OMAHA (DTN) -- Periods of showers for the Midwest and a hot pattern building in central Brazil are the key weather items for the commodity trade's attention Wednesday.
The DTN ag weather forecast calls for rain during the past 24 hours to slow harvest progress in many Midwest locations. Episodes of wet weather in the west and north areas may further slow the harvest during the next week.
BENEFICIAL SOUTHERN PLAINS TREND
In the Southern Plains, conditions are mostly favorable for planting winter wheat and for development, following recent beneficial rains.
DRIER AND COLDER IN NORTHERN PLAINS
Improving conditions for Northern Plains harvest are in effect, with less rain and colder temperatures. A freeze is expected by this coming Saturday.
WETTER DELTA PATTERN
Wet conditions in the Delta due to recent rains will slow the harvest of corn and soybeans and the planting effort for winter wheat. Rain is also unfavorable for open boll cotton.

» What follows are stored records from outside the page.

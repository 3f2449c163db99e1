//! WebSocket message contracts.
//!
//! Everything on the wire is a JSON object tagged by `type`. The first
//! client message on a fresh socket must be one of `room:create`,
//! `room:join` or `room:rejoin`; everything else is only meaningful once
//! the socket is bound to a room.

use serde::{Deserialize, Serialize};
use uuid::Uuid;
use validator::Validate;

use crate::{
    dto::room::RoomSnapshot,
    game::{
        GameConfig, GameConfigPatch, GameMode, TeamPair, TeamSide,
        dispute::DisputeVerdict,
        modes::{ModeEvent, ModePublic, RejectReason, RevealedAnswer},
        scoring::Settlement,
    },
};

/// Payload of `room:create`.
#[derive(Debug, Clone, Deserialize, Validate)]
pub struct CreateRoomPayload {
    /// Display name of the creating player (becomes host).
    #[validate(custom(function = crate::dto::validation::display_name))]
    pub name: String,
    /// Optional initial tweaks to the default match configuration.
    #[serde(default)]
    pub config: Option<GameConfigPatch>,
}

/// Room role assignable through `room:move_player`.
#[derive(Debug, Clone, Copy, PartialEq, Eq, Deserialize)]
#[serde(rename_all = "snake_case")]
pub enum PlayerRole {
    /// Room owner; there is exactly one at a time.
    Host,
    /// Regular member.
    Guest,
}

/// Payload of `room:join`.
#[derive(Debug, Clone, Deserialize, Validate)]
pub struct JoinRoomPayload {
    /// Code of the room to join.
    #[validate(custom(function = crate::dto::validation::room_code))]
    pub code: String,
    /// Display name of the joining player.
    #[validate(custom(function = crate::dto::validation::display_name))]
    pub name: String,
}

/// Payload of `room:rejoin`.
#[derive(Debug, Clone, Deserialize, Validate)]
pub struct RejoinPayload {
    /// Code of the room the session belongs to.
    #[validate(custom(function = crate::dto::validation::room_code))]
    pub code: String,
    /// Session token issued at the original join.
    pub session_token: Uuid,
}

/// Messages clients send to the server.
#[derive(Debug, Clone, Deserialize)]
#[serde(tag = "type")]
pub enum ClientMessage {
    /// Open a fresh room and become its host.
    #[serde(rename = "room:create")]
    CreateRoom(CreateRoomPayload),
    /// Join an existing room by code.
    #[serde(rename = "room:join")]
    JoinRoom(JoinRoomPayload),
    /// Resume a seat after a disconnect, within the grace window.
    #[serde(rename = "room:rejoin")]
    Rejoin(RejoinPayload),
    /// Leave the room for good.
    #[serde(rename = "room:leave")]
    LeaveRoom,
    /// Host only: move a player onto a team, or off to spectate.
    #[serde(rename = "room:move_player")]
    MovePlayer {
        /// Player being moved.
        player: Uuid,
        /// Destination side; `None` makes them a spectator.
        team: Option<TeamSide>,
        /// Role change; `host` hands the room over.
        #[serde(default)]
        role: Option<PlayerRole>,
    },
    /// Flip the sender's lobby ready flag.
    #[serde(rename = "room:set_ready")]
    SetReady {
        /// New ready state.
        ready: bool,
    },
    /// Host only: patch the match configuration from the lobby.
    #[serde(rename = "room:update_config")]
    UpdateConfig {
        /// Partial configuration update.
        config: GameConfigPatch,
    },
    /// Host only: leave the lobby and start the match.
    #[serde(rename = "game:start")]
    StartGame,
    /// Host only: pick the next mode while selection is open.
    #[serde(rename = "game:select_mode")]
    SelectMode {
        /// Picked mode.
        mode: GameMode,
    },
    /// Host only: abandon the current round with no winner.
    #[serde(rename = "game:skip")]
    SkipRound,
    /// Free-text gameplay submission.
    #[serde(rename = "game:submit_answer")]
    SubmitAnswer {
        /// Raw answer text.
        text: String,
    },
    /// Sealed bet for the betting mode.
    #[serde(rename = "game:submit_bet")]
    SubmitBet {
        /// Bet amount.
        amount: u32,
    },
    /// True/false vote for the mytho mode.
    #[serde(rename = "game:submit_mytho")]
    SubmitMytho {
        /// Vote value.
        value: bool,
    },
    /// Buzz press for the buzzer mode.
    #[serde(rename = "game:buzz")]
    Buzz,
    /// Contest the last round result.
    #[serde(rename = "game:request_dispute")]
    RequestDispute {
        /// Identifier from the contested `game:round_ended`.
        result_id: Uuid,
    },
    /// Vote on the open dispute.
    #[serde(rename = "game:vote_dispute")]
    VoteDispute {
        /// Accept (overturn) or reject (uphold).
        accept: bool,
    },
    /// Live-typing hint relayed to teammates only.
    #[serde(rename = "input:typing")]
    Typing {
        /// Partial text being typed.
        text: String,
    },
}

/// Messages the server pushes to clients.
#[derive(Debug, Clone, Serialize)]
#[serde(tag = "type")]
pub enum ServerMessage {
    /// Socket is bound to a room; carries the caller's identity.
    #[serde(rename = "room:welcome")]
    Welcome {
        /// Room code.
        code: String,
        /// The caller's player id.
        player_id: Uuid,
        /// Token for `room:rejoin` after a disconnect.
        session_token: Uuid,
    },
    /// Full room state, re-broadcast after every roster or phase change.
    #[serde(rename = "room:snapshot")]
    Snapshot {
        /// Current state of the room.
        snapshot: RoomSnapshot,
    },
    /// A teammate is typing.
    #[serde(rename = "input:typing")]
    Typing {
        /// Typing player.
        player: Uuid,
        /// Partial text so far.
        text: String,
    },
    /// Match opener: team rosters face off before round one.
    #[serde(rename = "game:vs_intro")]
    VsIntro {
        /// Team member names, side by side.
        teams: TeamPair<Vec<String>>,
        /// Match configuration being played.
        config: GameConfig,
    },
    /// Mode selection opened; clients animate a roulette over the options.
    #[serde(rename = "game:mode_roulette")]
    ModeRoulette {
        /// Distinct modes still in the bag.
        options: Vec<GameMode>,
        /// Whether the host picks or the server rolls.
        host_pick: bool,
    },
    /// The next round's mode is locked in.
    #[serde(rename = "game:mode_selected")]
    ModeSelected {
        /// Chosen mode.
        mode: GameMode,
    },
    /// A round began.
    #[serde(rename = "game:round_started")]
    RoundStarted {
        /// 1-based round number.
        number: u32,
        /// Client-safe view of the round state.
        view: ModePublic,
        /// Milliseconds until the play window closes.
        deadline_ms: u64,
    },
    /// Once-a-second countdown while a window is open.
    #[serde(rename = "game:timer_tick")]
    TimerTick {
        /// Milliseconds left on the current window.
        remaining_ms: u64,
    },
    /// Pixel-reveal pacing: how much of the picture is uncovered.
    #[serde(rename = "game:pixel_blur_update")]
    PixelBlurUpdate {
        /// Revealed fraction in `0.0..=1.0`.
        revealed: f32,
    },
    /// A submission bounced; sent only to the submitting player.
    #[serde(rename = "game:rejected")]
    Rejected {
        /// Machine-readable reason.
        reason: RejectReason,
    },
    /// A round settled.
    #[serde(rename = "game:round_ended")]
    RoundEnded {
        /// Identifier to reference in a dispute.
        result_id: Uuid,
        /// Mode that was played.
        mode: GameMode,
        /// Winning team, if the round had one.
        winner: Option<TeamSide>,
        /// Answer key, disclosed now.
        reveal: RevealedAnswer,
        /// Damage, health and streaks after the round.
        settlement: Settlement,
    },
    /// Mytho epilogue: both team verdicts against the truth.
    #[serde(rename = "game:mytho_result")]
    MythoResult {
        /// Verdict each team settled on.
        verdicts: TeamPair<Option<bool>>,
        /// Actual truth value.
        truth: bool,
    },
    /// A dispute opened over the last result.
    #[serde(rename = "dispute:started")]
    DisputeStarted {
        /// Contested result.
        result_id: Uuid,
        /// Player who raised it.
        challenger: Uuid,
        /// Team the dispute would hand the round to.
        challenger_team: TeamSide,
        /// Milliseconds to vote.
        deadline_ms: u64,
    },
    /// The open dispute settled.
    #[serde(rename = "dispute:resolved")]
    DisputeResolved {
        /// Tally and outcome.
        verdict: DisputeVerdict,
        /// Re-settled scores when the dispute was accepted.
        settlement: Option<Settlement>,
    },
    /// The match is over.
    #[serde(rename = "game:ended")]
    GameEnded {
        /// Match winner; `None` when the match ended level.
        winner: Option<TeamSide>,
        /// Final health totals.
        hp: TeamPair<u32>,
    },
    /// Human-readable notice (host transfers, grace expiries, ...).
    #[serde(rename = "notice")]
    Notice {
        /// Notice text.
        message: String,
    },
    /// Request-level failure on this socket.
    #[serde(rename = "error")]
    Error {
        /// Machine-readable error code.
        code: String,
        /// Human-readable detail.
        message: String,
    },
    /// Mode-specific mid-round progress. Untagged so each event keeps its
    /// own `type`; serde requires this variant to sit last.
    #[serde(untagged)]
    Mode(ModeEvent),
}

#[cfg(test)]
mod tests {
    use super::*;

    #[test]
    fn client_messages_parse_by_tag() {
        let msg: ClientMessage =
            serde_json::from_str(r#"{"type":"room:join","code":"AB2CD","name":"Nina"}"#).unwrap();
        assert!(matches!(msg, ClientMessage::JoinRoom(p) if p.code == "AB2CD"));

        let msg: ClientMessage = serde_json::from_str(r#"{"type":"game:buzz"}"#).unwrap();
        assert!(matches!(msg, ClientMessage::Buzz));
    }

    #[test]
    fn mode_events_keep_their_own_tag() {
        let event = ModeEvent::BuzzReopened {
            eligible: TeamSide::B,
        };
        let wire = serde_json::to_value(ServerMessage::Mode(event)).unwrap();
        assert_eq!(wire["type"], "game:buzz_reopened");
        assert_eq!(wire["eligible"], "b");
    }

    #[test]
    fn rejections_serialize_the_reason_code() {
        let wire = serde_json::to_value(ServerMessage::Rejected {
            reason: RejectReason::NotYourTurn,
        })
        .unwrap();
        assert_eq!(wire["reason"], "not-your-turn");
    }
}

In the Canadian Prairies, colder temperatures with a freeze and frost will help to firm the ground and improve conditions for the harvest, following recent wet -- and in some cases snowy -- weather.
HEAT FOR CENTRAL BRAZIL
Brazil's largest soybean production state, Mato Grosso, will have hot temperatures with a few scattered afternoon showers during the next week. Highs near 100 degrees Fahrenheit (37.8 Celsius) each day during this period will limit the benefit of shower activity that does occur. Longer-range outlooks suggest drier and hotter weather may redevelop over the region during the 10-day period. Rain and cooler temperatures will be needed to support recently-planted soybeans.
MIXED RUSSIA MOISTURE
During the past week, Russia's southern and western winter wheat areas had beneficial rain, with totals of 10-70 millimeters (one-half to one and one-half inches). These rains eased drought and provided much-needed soil moisture for winter wheat establishment. Other crop areas in the Black Sea region are still short on soil moisture.
AUSTRALIA STAYS DRY
There is no significant change to the drought conditions in eastern Australia. Wheat has already been affected. Cotton and sorghum are next for adverse impact due to low or very low irrigation supplies. Meanwhile, the impact from recent frosts in West Australia wheat areas is likely still being assessed. Showers this week may help wheat recover somewhat from the freeze.